PhD student at CEA Saclay, France, in the CosmoStat group, where he is working on sparse Blind Source Separation. His main interests are signal and image processing, linear and nonlinear component separation, multi-convex optimization, sparse representations and machine learning. Jérôme Bobin graduated from the Ecole Normale Superieure (ENS) de Cachan, France, in 2005, and received the M.Sc. degree in signal and image processing from ENS Cachan and Paris-Sud University. He received the Agregation de Physique, in 2004, and a Ph.D. in Electrical Engineering, in 2008, at CEA. From 2008 to 2009, he has been a post-doctoral scholar in Applied Mathematics at Caltech. Since 2009, he is a post-doctoral scholar in the mathematics department at Stanford University. Since 2010, he is researcher at CEA Saclay in the CosmoStat laboratory. In 2015, he has been awarded an ERC starting grant. His research interests include statistical signal processing, machine learning, multiscale methods and sparse representations in signal and image processing and their applications in astrophysics. Cécile Chenot received the M.Sc. in Electrical Engineering and Information Technology from the ETHZ, in 2014, the engineering degree from Supelec, in 2014, and the Ph.D. degree in Signal and Image Processing from the University of Paris Sud, in 2017. Starting from October 2017, she was Research Associate at the Institute for Digital Communications, University of Edinburgh School of Engineering.

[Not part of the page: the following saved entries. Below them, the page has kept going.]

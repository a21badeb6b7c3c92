//! Session middleware configuration.
//!
//! Sets up `PostgreSQL`-backed sessions using tower-sessions.

use sqlx::PgPool;
use tower_sessions::{Expiry, SessionManagerLayer};
use tower_sessions_sqlx_store::PostgresStore;

use crate::config::WebConfig;

/// Session cookie name.
pub const SESSION_COOKIE_NAME: &str = "fl_session";

/// Session expiry time in seconds (7 days).
const SESSION_EXPIRY_SECONDS: i64 = 7 * 24 * 60 * 60;

/// Create the session layer with `PostgreSQL` store.
///
/// # Arguments
///
/// * `pool` - `PostgreSQL` connection pool
/// * `config` - Web configuration (for the base URL scheme)
#[must_use]
pub fn create_session_layer(
    pool: &PgPool,
    config: &WebConfig,
) -> SessionManagerLayer<PostgresStore> {
    // The session table is created by `fl-cli migrate`
    let store = PostgresStore::new(pool.clone());

    // Determine if we're in production (HTTPS)
    let is_secure = config.base_url.starts_with("https://");

    SessionManagerLayer::new(store)
        .with_name(SESSION_COOKIE_NAME)
        .with_expiry(Expiry::OnInactivity(
            tower_sessions::cookie::time::Duration::seconds(SESSION_EXPIRY_SECONDS),
        ))
        .with_secure(is_secure)
        .with_same_site(tower_sessions::cookie::SameSite::Lax)
        .with_http_only(true)
        .with_path("/")
}
//! Shipment and tracking-update repository.
//!
//! Tracking updates are append-only; a shipment's active/delivered state is
//! always derived from its most recent update.

use std::collections::HashMap;

use chrono::{DateTime, Utc};
use sqlx::PgPool;

use freightline_core::{ShipmentId, TrackingStatus, TrackingUpdateId};

use super::RepositoryError;
use crate::models::shipment::{Shipment, TrackingUpdate};

/// Internal row type for shipment queries.
#[derive(Debug, sqlx::FromRow)]
struct ShipmentRow {
    id: i32,
    reference: String,
    origin: String,
    destination: String,
    estimated_delivery: Option<DateTime<Utc>>,
    created_at: DateTime<Utc>,
}

impl ShipmentRow {
    fn into_shipment(self, updates: Vec<TrackingUpdate>) -> Shipment {
        Shipment {
            id: ShipmentId::new(self.id),
            reference: self.reference,
            origin: self.origin,
            destination: self.destination,
            estimated_delivery: self.estimated_delivery,
            created_at: self.created_at,
            updates,
        }
    }
}

/// Internal row type for tracking-update queries.
#[derive(Debug, sqlx::FromRow)]
struct TrackingUpdateRow {
    id: i32,
    shipment_id: i32,
    status: TrackingStatus,
    location: Option<String>,
    created_at: DateTime<Utc>,
}

impl From<TrackingUpdateRow> for TrackingUpdate {
    fn from(row: TrackingUpdateRow) -> Self {
        Self {
            id: TrackingUpdateId::new(row.id),
            shipment_id: ShipmentId::new(row.shipment_id),
            status: row.status,
            location: row.location,
            created_at: row.created_at,
        }
    }
}

/// Repository for shipment database operations.
pub struct ShipmentRepository<'a> {
    pool: &'a PgPool,
}

impl<'a> ShipmentRepository<'a> {
    /// Create a new shipment repository.
    #[must_use]
    pub const fn new(pool: &'a PgPool) -> Self {
        Self { pool }
    }

    /// List all shipments with their full tracking history.
    ///
    /// Shipments are ordered by creation time ascending (id as tiebreak);
    /// updates within a shipment are ordered oldest first. The ordering is
    /// part of the API contract for `/api/shipments`.
    ///
    /// # Errors
    ///
    /// Returns `RepositoryError::Database` if a query fails.
    pub async fn list_all(&self) -> Result<Vec<Shipment>, RepositoryError> {
        let shipment_rows = sqlx::query_as::<_, ShipmentRow>(
            "SELECT id, reference, origin, destination, estimated_delivery, created_at
             FROM shipments
             ORDER BY created_at ASC, id ASC",
        )
        .fetch_all(self.pool)
        .await?;

        let update_rows = sqlx::query_as::<_, TrackingUpdateRow>(
            "SELECT id, shipment_id, status, location, created_at
             FROM tracking_updates
             ORDER BY created_at ASC, id ASC",
        )
        .fetch_all(self.pool)
        .await?;

        let mut by_shipment: HashMap<i32, Vec<TrackingUpdate>> = HashMap::new();
        for row in update_rows {
            by_shipment
                .entry(row.shipment_id)
                .or_default()
                .push(row.into());
        }

        Ok(shipment_rows
            .into_iter()
            .map(|row| {
                let updates = by_shipment.remove(&row.id).unwrap_or_default();
                row.into_shipment(updates)
            })
            .collect())
    }

    /// Count shipments whose most recent tracking update is not `delivered`.
    ///
    /// A shipment with no updates yet counts as active.
    ///
    /// # Errors
    ///
    /// Returns `RepositoryError::Database` if the query fails.
    pub async fn count_active(&self) -> Result<u64, RepositoryError> {
        let count: i64 = sqlx::query_scalar(
            "SELECT COUNT(*)
             FROM shipments s
             WHERE COALESCE((
                 SELECT t.status::text
                 FROM tracking_updates t
                 WHERE t.shipment_id = s.id
                 ORDER BY t.created_at DESC, t.id DESC
                 LIMIT 1
             ), 'created') <> 'delivered'",
        )
        .fetch_one(self.pool)
        .await?;

        Ok(count.unsigned_abs())
    }

    /// Find a shipment by its public reference code.
    ///
    /// # Errors
    ///
    /// Returns `RepositoryError::Database` if a query fails.
    pub async fn get_by_reference(
        &self,
        reference: &str,
    ) -> Result<Option<Shipment>, RepositoryError> {
        let row = sqlx::query_as::<_, ShipmentRow>(
            "SELECT id, reference, origin, destination, estimated_delivery, created_at
             FROM shipments WHERE reference = $1",
        )
        .bind(reference)
        .fetch_optional(self.pool)
        .await?;

        let Some(row) = row else {
            return Ok(None);
        };

        let updates = sqlx::query_as::<_, TrackingUpdateRow>(
            "SELECT id, shipment_id, status, location, created_at
             FROM tracking_updates
             WHERE shipment_id = $1
             ORDER BY created_at ASC, id ASC",
        )
        .bind(row.id)
        .fetch_all(self.pool)
        .await?
        .into_iter()
        .map(Into::into)
        .collect();

        Ok(Some(row.into_shipment(updates)))
    }

    /// Create a new shipment with an initial `created` tracking update.
    ///
    /// # Errors
    ///
    /// Returns `RepositoryError::Conflict` if the reference code is taken.
    /// Returns `RepositoryError::Database` for other database errors.
    pub async fn create(
        &self,
        reference: &str,
        origin: &str,
        destination: &str,
        estimated_delivery: Option<DateTime<Utc>>,
    ) -> Result<Shipment, RepositoryError> {
        let mut tx = self.pool.begin().await?;

        let row = sqlx::query_as::<_, ShipmentRow>(
            "INSERT INTO shipments (reference, origin, destination, estimated_delivery)
             VALUES ($1, $2, $3, $4)
             RETURNING id, reference, origin, destination, estimated_delivery, created_at",
        )
        .bind(reference)
        .bind(origin)
        .bind(destination)
        .bind(estimated_delivery)
        .fetch_one(&mut *tx)
        .await
        .map_err(|e| {
            if let sqlx::Error::Database(ref db_err) = e
                && db_err.is_unique_violation()
            {
                return RepositoryError::Conflict("reference code already exists".to_owned());
            }
            RepositoryError::Database(e)
        })?;

        let first_update = sqlx::query_as::<_, TrackingUpdateRow>(
            "INSERT INTO tracking_updates (shipment_id, status, location)
             VALUES ($1, $2, $3)
             RETURNING id, shipment_id, status, location, created_at",
        )
        .bind(row.id)
        .bind(TrackingStatus::Created)
        .bind(Option::<&str>::None)
        .fetch_one(&mut *tx)
        .await?;

        tx.commit().await?;

        Ok(row.into_shipment(vec![first_update.into()]))
    }

    /// Append a tracking update to a shipment.
    ///
    /// # Errors
    ///
    /// Returns `RepositoryError::NotFound` if the shipment doesn't exist.
    /// Returns `RepositoryError::Database` for other database errors.
    pub async fn append_update(
        &self,
        shipment_id: ShipmentId,
        status: TrackingStatus,
        location: Option<&str>,
    ) -> Result<TrackingUpdate, RepositoryError> {
        let row = sqlx::query_as::<_, TrackingUpdateRow>(
            "INSERT INTO tracking_updates (shipment_id, status, location)
             VALUES ($1, $2, $3)
             RETURNING id, shipment_id, status, location, created_at",
        )
        .bind(shipment_id.as_i32())
        .bind(status)
        .bind(location)
        .fetch_one(self.pool)
        .await
        .map_err(|e| {
            if let sqlx::Error::Database(ref db_err) = e
                && db_err.is_foreign_key_violation()
            {
                return RepositoryError::NotFound;
            }
            RepositoryError::Database(e)
        })?;

        Ok(row.into())
    }

    /// Per-status counts across all tracking updates (for the charts page).
    ///
    /// # Errors
    ///
    /// Returns `RepositoryError::Database` if the query fails.
    pub async fn status_counts(&self) -> Result<Vec<(TrackingStatus, i64)>, RepositoryError> {
        #[derive(sqlx::FromRow)]
        struct StatusCountRow {
            status: TrackingStatus,
            count: i64,
        }

        let rows = sqlx::query_as::<_, StatusCountRow>(
            "SELECT status, COUNT(*) AS count
             FROM tracking_updates
             GROUP BY status
             ORDER BY status",
        )
        .fetch_all(self.pool)
        .await?;

        Ok(rows.into_iter().map(|r| (r.status, r.count)).collect())
    }

    /// Shipments created per calendar month, oldest month first (charts page).
    ///
    /// # Errors
    ///
    /// Returns `RepositoryError::Database` if the query fails.
    pub async fn monthly_created_counts(&self) -> Result<Vec<(String, i64)>, RepositoryError> {
        #[derive(sqlx::FromRow)]
        struct MonthCountRow {
            month: String,
            count: i64,
        }

        let rows = sqlx::query_as::<_, MonthCountRow>(
            "SELECT to_char(date_trunc('month', created_at), 'YYYY-MM') AS month,
                    COUNT(*) AS count
             FROM shipments
             GROUP BY 1
             ORDER BY 1",
        )
        .fetch_all(self.pool)
        .await?;

        Ok(rows.into_iter().map(|r| (r.month, r.count)).collect())
    }
}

She is now working at Microwave Vision Group. Her primary research interests lie in signal and image processing, sparse representations, component separation and matrix factorization. Florent Sureau received a PhD in Physics from the Université Paris 11, in 2008, for his work on PET image reconstruction at the Service Hospitalier Frédéric Joliot (CEA), and held a post-doctorate position at the Vrije Universiteit Brussel, in 2008-2009, where he worked with Michel Defrise on truncated data reconstruction. Since then he has been working at the Laboratoire de Cosmologie et Statistiques (CEA) on solving inverse problems in astrophysics, in particular for the Planck and Euclid spatial missions. His research interests include sparse approximation and dictionary learning in signal and image processing.